[DATA Boundary: Start]
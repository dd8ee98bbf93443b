//! In-process status store backed by a mutex-guarded map.

use std::collections::HashMap;
use std::sync::{Arc, Mutex, MutexGuard};

use async_trait::async_trait;
use sheaf_core::StatusStore;

/// Status store that keeps every entry in memory; clones share state.
#[derive(Clone, Default)]
pub struct MemoryStatusStore {
    entries: Arc<Mutex<HashMap<String, Vec<u8>>>>,
}

impl MemoryStatusStore {
    /// Construct an empty store.
    #[must_use]
    pub fn new() -> Self {
        Self::default()
    }

    /// Number of keys currently stored.
    #[must_use]
    pub fn len(&self) -> usize {
        self.lock().len()
    }

    /// `true` when nothing has been stored.
    #[must_use]
    pub fn is_empty(&self) -> bool {
        self.lock().is_empty()
    }

    fn lock(&self) -> MutexGuard<'_, HashMap<String, Vec<u8>>> {
        self.entries
            .lock()
            .unwrap_or_else(std::sync::PoisonError::into_inner)
    }
}

#[async_trait]
impl StatusStore for MemoryStatusStore {
    async fn put(&self, key: &str, value: Option<Vec<u8>>) -> anyhow::Result<()> {
        let mut entries = self.lock();
        match value {
            Some(value) => {
                entries.insert(key.to_string(), value);
            }
            None => {
                entries.remove(key);
            }
        }
        Ok(())
    }

    async fn get(&self, key: &str) -> anyhow::Result<Option<Vec<u8>>> {
        Ok(self.lock().get(key).cloned())
    }
}
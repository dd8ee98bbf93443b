#![forbid(unsafe_code)]
#![deny(
    warnings,
    dead_code,
    unused,
    unused_imports,
    unused_must_use,
    unreachable_pub,
    clippy::all,
    clippy::pedantic,
    clippy::nursery,
    rustdoc::broken_intra_doc_links,
    rustdoc::bare_urls,
    missing_docs
)]
#![allow(clippy::module_name_repetitions)]

//! Telemetry primitives shared across the Sheaf workspace.
//!
//! Layout: `init.rs` (tracing subscriber installation), `metrics.rs`
//! (Prometheus registry for submissions and batch flushes), `error.rs`.

pub mod error;
pub mod init;
pub mod metrics;

pub use error::{CollectorStage, Result, TelemetryError};
pub use init::{
    DEFAULT_LOG_LEVEL, LogFormat, LoggingConfig, build_sha, init_logging, log_format_from_name,
};
pub use metrics::{FlushReason, Metrics, MetricsSnapshot};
[DATA Boundary: End]
Verbatim reproduction of the entries is required.

[RESPONSE]
repository dd8ee98bbf93443b
//! In-process status store backed by a mutex-guarded map.

use std::collections::HashMap;
use std::sync::{Arc, Mutex, MutexGuard};

use async_trait::async_trait;
use sheaf_core::StatusStore;

/// Status store that keeps every entry in memory; clones share state.
#[derive(Clone, Default)]
pub struct MemoryStatusStore {
    entries: Arc<Mutex<HashMap<String, Vec<u8>>>>,
}

impl MemoryStatusStore {
    /// Construct an empty store.
    #[must_use]
    pub fn new() -> Self {
        Self::default()
    }

    /// Number of keys currently stored.
    #[must_use]
    pub fn len(&self) -> usize {
        self.lock().len()
    }

    /// `true` when nothing has been stored.
    #[must_use]
    pub fn is_empty(&self) -> bool {
        self.lock().is_empty()
    }

    fn lock(&self) -> MutexGuard<'_, HashMap<String, Vec<u8>>> {
        self.entries
            .lock()
            .unwrap_or_else(std::sync::PoisonError::into_inner)
    }
}

#[async_trait]
impl StatusStore for MemoryStatusStore {
    async fn put(&self, key: &str, value: Option<Vec<u8>>) -> anyhow::Result<()> {
        let mut entries = self.lock();
        match value {
            Some(value) => {
                entries.insert(key.to_string(), value);
            }
            None => {
                entries.remove(key);
            }
        }
        Ok(())
    }

    async fn get(&self, key: &str) -> anyhow::Result<Option<Vec<u8>>> {
        Ok(self.lock().get(key).cloned())
    }
}
repository dd8ee98bbf93443b
#![forbid(unsafe_code)]
#![deny(
    warnings,
    dead_code,
    unused,
    unused_imports,
    unused_must_use,
    unreachable_pub,
    clippy::all,
    clippy::pedantic,
    clippy::nursery,
    rustdoc::broken_intra_doc_links,
    rustdoc::bare_urls,
    missing_docs
)]
#![allow(clippy::module_name_repetitions)]

//! Telemetry primitives shared across the Sheaf workspace.
//!
//! Layout: `init.rs` (tracing subscriber installation), `metrics.rs`
//! (Prometheus registry for submissions and batch flushes), `error.rs`.

pub mod error;
pub mod init;
pub mod metrics;

pub use error::{CollectorStage, Result, TelemetryError};
pub use init::{
    DEFAULT_LOG_LEVEL, LogFormat, LoggingConfig, build_sha, init_logging, log_format_from_name,
};
pub use metrics::{FlushReason, Metrics, MetricsSnapshot};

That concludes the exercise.